[[ Records shown open ]]
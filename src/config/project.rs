//! Project-level configuration overlay (`ARK_Main_Config.yml`).

use std::path::Path;

use serde_json::{Map, Value};

use super::file::FileConfigProvider;
use super::merge::union_dedup;
use super::provider::ConfigProvider;
use super::settings::{BcaslConfig, string_list};

pub const PROJECT_CONFIG_FILE: &str = "ARK_Main_Config.yml";

#[derive(Debug, Clone, Default, PartialEq)]
pub struct ProjectConfig {
    pub inclusion_patterns: Vec<String>,
    pub exclusion_patterns: Vec<String>,
    pub plugins: ProjectPluginSection,
}

#[derive(Debug, Clone, Default, PartialEq)]
pub struct ProjectPluginSection {
    pub bcasl_enabled: Option<bool>,
    pub plugin_timeout: Option<f64>,
}

impl ProjectPluginSection {
    fn from_value(raw: Option<Value>) -> Self {
        let mut map = match raw {
            Some(Value::Object(map)) => map,
            None | Some(Value::Null) => return Self::default(),
            Some(other) => {
                tracing::warn!(found = ?other, "`plugins` in project configuration is not a mapping, ignoring");
                return Self::default();
            }
        };

        let bcasl_enabled = match map.remove("bcasl_enabled") {
            None | Some(Value::Null) => None,
            Some(Value::Bool(b)) => Some(b),
            Some(other) => {
                tracing::warn!(found = ?other, "Expected a boolean for `bcasl_enabled`, ignoring");
                None
            }
        };
        let plugin_timeout = match map.remove("plugin_timeout") {
            None | Some(Value::Null) => None,
            Some(Value::Number(n)) => n.as_f64(),
            Some(Value::String(s)) => s.trim().parse::<f64>().ok(),
            Some(other) => {
                tracing::warn!(found = ?other, "Expected a number for `plugin_timeout`, ignoring");
                None
            }
        };
        Self {
            bcasl_enabled,
            plugin_timeout,
        }
    }
}

impl ProjectConfig {
    /// Read the project file under `root`.
    ///
    /// Missing files and files that are not a mapping yield `None`; the
    /// latter is logged. Fields with an unexpected shape are dropped one by
    /// one so the rest of the file still applies.
    pub async fn load(root: &Path) -> Option<Self> {
        let provider = FileConfigProvider::new(root.join(PROJECT_CONFIG_FILE));
        match provider.load().await {
            Ok(Some(map)) => Some(Self::from_mapping(map)),
            Ok(None) => None,
            Err(e) => {
                tracing::warn!(file = PROJECT_CONFIG_FILE, error = %e, "Ignoring project configuration");
                None
            }
        }
    }

    /// Leniently coerce a raw project document.
    pub fn from_mapping(mut map: Map<String, Value>) -> Self {
        Self {
            inclusion_patterns: string_list(&mut map, "inclusion_patterns"),
            exclusion_patterns: string_list(&mut map, "exclusion_patterns"),
            plugins: ProjectPluginSection::from_value(map.remove("plugins")),
        }
    }

    /// Overlay project settings onto a loaded configuration.
    ///
    /// Inclusion patterns replace `file_patterns`; exclusion patterns are
    /// unioned after the existing ones. A positive `plugin_timeout` sets the
    /// per-plugin budget and `bcasl_enabled: false` disables the run.
    pub fn apply(&self, config: &mut BcaslConfig) {
        let inclusion: Vec<String> = self
            .inclusion_patterns
            .iter()
            .map(|p| p.trim())
            .filter(|p| !p.is_empty())
            .map(str::to_string)
            .collect();
        if !inclusion.is_empty() {
            config.file_patterns = inclusion;
        }

        if !self.exclusion_patterns.is_empty() {
            config.exclude_patterns =
                union_dedup(&config.exclude_patterns, &self.exclusion_patterns);
        }

        if let Some(timeout) = self.plugins.plugin_timeout
            && timeout.is_finite()
            && timeout > 0.0
        {
            config.options.plugin_timeout_s = timeout;
        }

        if self.plugins.bcasl_enabled == Some(false) {
            config.options.enabled = false;
        }
    }
}
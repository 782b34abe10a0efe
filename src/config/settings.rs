//! Normalized workspace configuration.
//!
//! Raw documents are coerced leniently: values of the wrong type fall back to
//! their defaults with a warning instead of rejecting the whole document.

use std::collections::BTreeMap;

use serde::{Deserialize, Serialize};
use serde_json::{Map, Value, json};

use super::merge::deep_merge;

pub const DEFAULT_FILE_PATTERNS: &[&str] = &["**/*.py"];

pub const DEFAULT_EXCLUDE_PATTERNS: &[&str] = &[
    "**/__pycache__/**",
    "**/*.pyc",
    ".git/**",
    ".venv/**",
    "venv/**",
    "build/**",
    "dist/**",
];

/// Entry point and dependency manifest expected in every workspace.
pub const DEFAULT_REQUIRED_FILES: &[&str] = &["main.py", "requirements.txt"];

/// Additional manifests recorded as required when present on disk.
pub const KNOWN_MANIFESTS: &[&str] = &["pyproject.toml", "setup.py", "setup.cfg"];

/// Runtime switches under the `options` key.
#[derive(Debug, Clone, PartialEq, Serialize, Deserialize)]
#[serde(default)]
pub struct BcaslOptions {
    pub enabled: bool,
    /// Per-plugin budget in seconds; `0.0` means unset.
    pub plugin_timeout_s: f64,
    /// Drop discovered files that resolve outside the workspace root.
    pub sandbox: bool,
    pub iter_files_cache: bool,
    #[serde(flatten)]
    pub extra: Map<String, Value>,
}

impl Default for BcaslOptions {
    fn default() -> Self {
        Self {
            enabled: true,
            plugin_timeout_s: 0.0,
            sandbox: true,
            iter_files_cache: true,
            extra: Map::new(),
        }
    }
}

/// Per-plugin entry under the `plugins` key.
#[derive(Debug, Clone, PartialEq, Serialize, Deserialize)]
#[serde(untagged)]
pub enum PluginSetting {
    Toggle(bool),
    Settings(Map<String, Value>),
}

impl PluginSetting {
    pub fn is_enabled(&self) -> bool {
        match self {
            Self::Toggle(enabled) => *enabled,
            Self::Settings(map) => map.get("enabled").and_then(Value::as_bool).unwrap_or(true),
        }
    }

    /// Plugin-specific settings, if the entry is a mapping.
    pub fn settings(&self) -> Option<&Map<String, Value>> {
        match self {
            Self::Toggle(_) => None,
            Self::Settings(map) => Some(map),
        }
    }
}

/// The normalized configuration handed to a run.
#[derive(Debug, Clone, PartialEq, Serialize, Deserialize)]
#[serde(default)]
pub struct BcaslConfig {
    pub file_patterns: Vec<String>,
    pub exclude_patterns: Vec<String>,
    pub required_files: Vec<String>,
    pub options: BcaslOptions,
    pub plugins: BTreeMap<String, PluginSetting>,
    pub plugin_order: Vec<String>,
    /// Unknown top-level keys, preserved as-is.
    #[serde(flatten)]
    pub extra: Map<String, Value>,
}

impl Default for BcaslConfig {
    fn default() -> Self {
        Self {
            file_patterns: owned(DEFAULT_FILE_PATTERNS),
            exclude_patterns: owned(DEFAULT_EXCLUDE_PATTERNS),
            required_files: owned(DEFAULT_REQUIRED_FILES),
            options: BcaslOptions::default(),
            plugins: BTreeMap::new(),
            plugin_order: Vec::new(),
            extra: Map::new(),
        }
    }
}

impl BcaslConfig {
    /// The default configuration as a raw document.
    pub fn defaults_document() -> Value {
        json!({
            "file_patterns": DEFAULT_FILE_PATTERNS,
            "exclude_patterns": DEFAULT_EXCLUDE_PATTERNS,
            "required_files": DEFAULT_REQUIRED_FILES,
            "options": {
                "enabled": true,
                "plugin_timeout_s": 0.0,
                "sandbox": true,
                "iter_files_cache": true,
            },
            "plugins": {},
            "plugin_order": [],
        })
    }

    /// Merge `raw` over the defaults and normalize the result.
    pub fn from_mapping(raw: Map<String, Value>) -> Self {
        let mut doc = Self::defaults_document();
        deep_merge(&mut doc, Value::Object(raw));
        Self::normalize(doc)
    }

    /// Coerce an arbitrary document into a complete configuration.
    pub fn normalize(doc: Value) -> Self {
        let mut map = match doc {
            Value::Object(map) => map,
            other => {
                tracing::warn!(found = ?other, "Configuration is not a mapping, using defaults");
                Map::new()
            }
        };

        let mut config = Self {
            file_patterns: string_list(&mut map, "file_patterns"),
            exclude_patterns: string_list(&mut map, "exclude_patterns"),
            required_files: string_list(&mut map, "required_files"),
            options: normalize_options(map.remove("options")),
            plugins: normalize_plugins(map.remove("plugins")),
            plugin_order: string_list(&mut map, "plugin_order"),
            extra: Map::new(),
        };
        if config.file_patterns.is_empty() {
            config.file_patterns = owned(DEFAULT_FILE_PATTERNS);
        }
        if config.required_files.is_empty() {
            config.required_files = owned(DEFAULT_REQUIRED_FILES);
        }
        config.extra = map;
        config
    }

    pub fn plugin_setting(&self, id: &str) -> Option<&PluginSetting> {
        self.plugins.get(id)
    }

    /// Plugins are enabled unless their entry explicitly disables them.
    pub fn is_plugin_enabled(&self, id: &str) -> bool {
        self.plugins.get(id).is_none_or(PluginSetting::is_enabled)
    }

    pub fn to_value(&self) -> serde_json::Result<Value> {
        serde_json::to_value(self)
    }
}

fn owned(items: &[&str]) -> Vec<String> {
    items.iter().map(|s| s.to_string()).collect()
}

pub(super) fn string_list(map: &mut Map<String, Value>, key: &str) -> Vec<String> {
    match map.remove(key) {
        None | Some(Value::Null) => Vec::new(),
        Some(Value::String(s)) => {
            let s = s.trim();
            if s.is_empty() {
                Vec::new()
            } else {
                vec![s.to_string()]
            }
        }
        Some(Value::Array(items)) => items
            .into_iter()
            .filter_map(|item| match item {
                Value::String(s) if !s.trim().is_empty() => Some(s.trim().to_string()),
                _ => None,
            })
            .collect(),
        Some(other) => {
            tracing::warn!(key, found = ?other, "Expected a list of strings, ignoring");
            Vec::new()
        }
    }
}

fn normalize_options(raw: Option<Value>) -> BcaslOptions {
    let mut options = BcaslOptions::default();
    let mut map = match raw {
        Some(Value::Object(map)) => map,
        None | Some(Value::Null) => return options,
        Some(other) => {
            tracing::warn!(found = ?other, "`options` is not a mapping, using defaults");
            return options;
        }
    };

    if let Some(v) = map.remove("enabled") {
        options.enabled = v.as_bool().unwrap_or(options.enabled);
    }
    if let Some(v) = map.remove("plugin_timeout_s") {
        let secs = match &v {
            Value::Number(n) => n.as_f64(),
            Value::String(s) => s.trim().parse::<f64>().ok(),
            _ => None,
        };
        options.plugin_timeout_s = secs.filter(|s| s.is_finite() && *s >= 0.0).unwrap_or(0.0);
    }
    if let Some(v) = map.remove("sandbox") {
        options.sandbox = v.as_bool().unwrap_or(options.sandbox);
    }
    if let Some(v) = map.remove("iter_files_cache") {
        options.iter_files_cache = v.as_bool().unwrap_or(options.iter_files_cache);
    }
    options.extra = map;
    options
}

fn normalize_plugins(raw: Option<Value>) -> BTreeMap<String, PluginSetting> {
    let map = match raw {
        Some(Value::Object(map)) => map,
        None | Some(Value::Null) => return BTreeMap::new(),
        Some(other) => {
            tracing::warn!(found = ?other, "`plugins` is not a mapping, ignoring");
            return BTreeMap::new();
        }
    };

    map.into_iter()
        .filter_map(|(id, value)| match value {
            Value::Bool(enabled) => Some((id, PluginSetting::Toggle(enabled))),
            Value::Object(settings) => Some((id, PluginSetting::Settings(settings))),
            other => {
                tracing::warn!(plugin = %id, found = ?other, "Ignoring malformed plugin entry");
                None
            }
        })
        .collect()
}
[[ Records shown closed ]]
**Aim of the exercise**
In how many lines of the listing does the word "Toggle" appear? Give the number and no other words.

**Your solution**
4